- [About this exercise]
Your reply should be made up of every line in the records below that holds the string "Flagged".

==== Source data ====

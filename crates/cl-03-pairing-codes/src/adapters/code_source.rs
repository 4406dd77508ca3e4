//! `CodeSource` implementations.

use crate::ports::CodeSource;
use parking_lot::Mutex;
use rand::Rng;
use std::collections::VecDeque;

/// Uniformly random digits from the thread RNG.
#[derive(Debug, Default, Clone, Copy)]
pub struct RandomCodeSource;

impl CodeSource for RandomCodeSource {
    fn next_code(&self, length: usize) -> String {
        let mut rng = rand::thread_rng();
        (0..length)
            .map(|_| char::from(b'0' + rng.gen_range(0..10u8)))
            .collect()
    }
}

/// Scripted candidates for tests and fixtures.
///
/// Hands out queued codes in order, then falls back to random ones.
#[derive(Debug, Default)]
pub struct SequenceCodeSource {
    queue: Mutex<VecDeque<String>>,
}

impl SequenceCodeSource {
    /// Source yielding `codes` first.
    pub fn new<I, S>(codes: I) -> Self
    where
        I: IntoIterator<Item = S>,
        S: Into<String>,
    {
        Self {
            queue: Mutex::new(codes.into_iter().map(Into::into).collect()),
        }
    }

    /// Append a candidate.
    pub fn push(&self, code: impl Into<String>) {
        self.queue.lock().push_back(code.into());
    }
}

impl CodeSource for SequenceCodeSource {
    fn next_code(&self, length: usize) -> String {
        self.queue
            .lock()
            .pop_front()
            .unwrap_or_else(|| RandomCodeSource.next_code(length))
    }
}
//! # Rate Limiter Service
//!
//! Atomic check-and-increment on `RateLimitWindow` documents, plus the
//! retention sweep.

use crate::domain::{
    retry_after_secs, window_bucket, EnforcementMode, FailurePolicy, Operation, RateDecision,
    RateLimitError, RateLimiterConfig,
};
use chrono::Duration;
use cl_01_document_store::{Store, StoreError};
use shared_types::entities::{
    AccountId, RateLimitWindow, SecurityEvent, SecurityEventKind,
};
use shared_types::Clock;
use std::sync::Arc;
use tracing::{debug, info, warn};
use uuid::Uuid;

/// Retry hint when a window could not be counted under contention.
const CONTENTION_RETRY_SECS: u64 = 1;

/// Documents deleted per sweep transaction.
const SWEEP_BATCH: usize = 100;

enum Counted {
    Within { count: u32 },
    Over { count: u32 },
    Flagged { count: u32 },
}

/// Per-account, per-operation call guard.
pub struct RateLimiter {
    store: Store,
    clock: Arc<dyn Clock>,
    config: RateLimiterConfig,
}

impl RateLimiter {
    /// Create a limiter. Mode and failure policy are fixed for its lifetime.
    pub fn new(store: Store, clock: Arc<dyn Clock>, config: RateLimiterConfig) -> Self {
        Self {
            store,
            clock,
            config,
        }
    }

    /// Active configuration.
    #[must_use]
    pub fn config(&self) -> &RateLimiterConfig {
        &self.config
    }

    /// Count one call and decide whether it may proceed.
    ///
    /// Only an unreachable store follows the configured `FailurePolicy`.
    /// Contention is denied; any other store error is returned.
    pub async fn check_and_increment(
        &self,
        account: &AccountId,
        operation: Operation,
    ) -> Result<RateDecision, RateLimitError> {
        let policy = self.config.policy_for(operation);
        let mode = self.config.mode;
        let now = self.clock.now();
        let bucket = window_bucket(now, policy.window_minutes);
        let window_id = RateLimitWindow::window_id(account, operation.as_str(), bucket);

        let counted = self
            .store
            .run_transaction(|tx| {
                let mut window = tx.get::<RateLimitWindow>(&window_id)?.unwrap_or_else(|| {
                    RateLimitWindow::open(
                        account.clone(),
                        operation.as_str(),
                        bucket,
                        policy.window_minutes,
                        now,
                    )
                });

                if window.count < policy.max_calls {
                    window.record_call(now);
                    tx.set(&window)?;
                    return Ok::<_, StoreError>(Counted::Within {
                        count: window.count,
                    });
                }

                match mode {
                    EnforcementMode::Enforcing => Ok(Counted::Over {
                        count: window.count,
                    }),
                    EnforcementMode::LogOnly => {
                        window.record_call(now);
                        tx.set(&window)?;
                        tx.create(&SecurityEvent {
                            id: Uuid::new_v4(),
                            account_id: account.clone(),
                            operation: operation.as_str().to_string(),
                            kind: SecurityEventKind::RateLimitExceeded,
                            observed_count: window.count,
                            limit: policy.max_calls,
                            recorded_at: now,
                        })?;
                        Ok(Counted::Flagged {
                            count: window.count,
                        })
                    }
                }
            })
            .await;

        match counted {
            Ok(Counted::Within { count }) => {
                debug!(account = %account, operation = %operation, count, "Call allowed");
                Ok(RateDecision::Allowed {
                    remaining: policy.max_calls.saturating_sub(count),
                })
            }
            Ok(Counted::Over { count }) => {
                let retry_after_secs = retry_after_secs(now, policy.window_minutes);
                warn!(
                    account = %account,
                    operation = %operation,
                    count,
                    limit = policy.max_calls,
                    retry_after_secs,
                    "Rate limit exceeded"
                );
                Ok(RateDecision::Denied { retry_after_secs })
            }
            Ok(Counted::Flagged { count }) => {
                warn!(
                    account = %account,
                    operation = %operation,
                    count,
                    limit = policy.max_calls,
                    "Rate limit exceeded (log-only), security event recorded"
                );
                Ok(RateDecision::Flagged { observed: count })
            }
            // A window too hot to commit is the abuse case; it never fails open.
            Err(StoreError::Contention { attempts }) => {
                warn!(
                    account = %account,
                    operation = %operation,
                    attempts,
                    "Rate limit window contended, denying call"
                );
                Ok(RateDecision::Denied {
                    retry_after_secs: CONTENTION_RETRY_SECS,
                })
            }
            Err(StoreError::Unavailable) => match self.config.failure_policy {
                FailurePolicy::FailOpen => {
                    warn!(
                        account = %account,
                        operation = %operation,
                        "Rate limit store unavailable, allowing call"
                    );
                    Ok(RateDecision::Unchecked)
                }
                FailurePolicy::Strict => Err(RateLimitError::Store(StoreError::Unavailable)),
            },
            Err(e) => Err(RateLimitError::Store(e)),
        }
    }

    /// `check_and_increment`, with a denial turned into an error.
    pub async fn enforce(
        &self,
        account: &AccountId,
        operation: Operation,
    ) -> Result<(), RateLimitError> {
        match self.check_and_increment(account, operation).await? {
            RateDecision::Denied { retry_after_secs } => Err(RateLimitError::Exceeded {
                operation,
                retry_after_secs,
            }),
            _ => Ok(()),
        }
    }

    /// Delete windows whose last call is older than `retention`.
    ///
    /// Runs outside the request path. Each batch re-reads its documents in a
    /// transaction, so a window touched meanwhile is kept.
    pub async fn sweep_expired(&self, retention: Duration) -> Result<usize, RateLimitError> {
        let cutoff = self.clock.now() - retention;
        let stale: Vec<String> = self
            .store
            .scan::<RateLimitWindow>()?
            .into_iter()
            .filter(|w| w.last_call_at < cutoff)
            .map(|w| w.id())
            .collect();

        let mut removed = 0usize;
        for batch in stale.chunks(SWEEP_BATCH) {
            removed += self
                .store
                .run_transaction(|tx| {
                    let mut deleted = 0usize;
                    for id in batch {
                        if let Some(window) = tx.get::<RateLimitWindow>(id)? {
                            if window.last_call_at < cutoff {
                                tx.delete::<RateLimitWindow>(id);
                                deleted += 1;
                            }
                        }
                    }
                    Ok::<_, StoreError>(deleted)
                })
                .await?;
        }

        if removed > 0 {
            info!(removed, "Swept expired rate limit windows");
        }
        Ok(removed)
    }
}
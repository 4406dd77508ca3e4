//! Rate limiter errors.

use super::operation::Operation;
use cl_01_document_store::StoreError;
use shared_types::{ClassifiedError, ErrorKind};
use thiserror::Error;

/// Rate limiter error types.
#[derive(Debug, Clone, Error, PartialEq, Eq)]
pub enum RateLimitError {
    /// Too many calls in the current window.
    #[error("Rate limit exceeded for {operation}, retry in {retry_after_secs}s")]
    Exceeded {
        /// Guarded operation.
        operation: Operation,
        /// Seconds until the next window.
        retry_after_secs: u64,
    },

    /// Counter store failure under `FailurePolicy::Strict`.
    #[error("Rate limit store error: {0}")]
    Store(#[from] StoreError),
}

impl ClassifiedError for RateLimitError {
    fn kind(&self) -> ErrorKind {
        match self {
            Self::Exceeded { .. } => ErrorKind::ResourceExhausted,
            Self::Store(_) => ErrorKind::Internal,
        }
    }

    fn reason(&self) -> &'static str {
        match self {
            Self::Exceeded { .. } => "rate-limited",
            Self::Store(e) => e.reason(),
        }
    }
}

#[cfg(test)]
mod tests {
    use super::*;

    #[test]
    fn test_exceeded_is_resource_exhausted() {
        let err = RateLimitError::Exceeded {
            operation: Operation::Connect,
            retry_after_secs: 12,
        };
        assert_eq!(err.kind(), ErrorKind::ResourceExhausted);
        assert_eq!(err.reason(), "rate-limited");
        assert!(err.to_string().contains("connect"));
    }
}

====

- [Result below]
    Flagged { count: u32 },
                        Ok(Counted::Flagged {
            Ok(Counted::Flagged { count }) => {
                Ok(RateDecision::Flagged { observed: count })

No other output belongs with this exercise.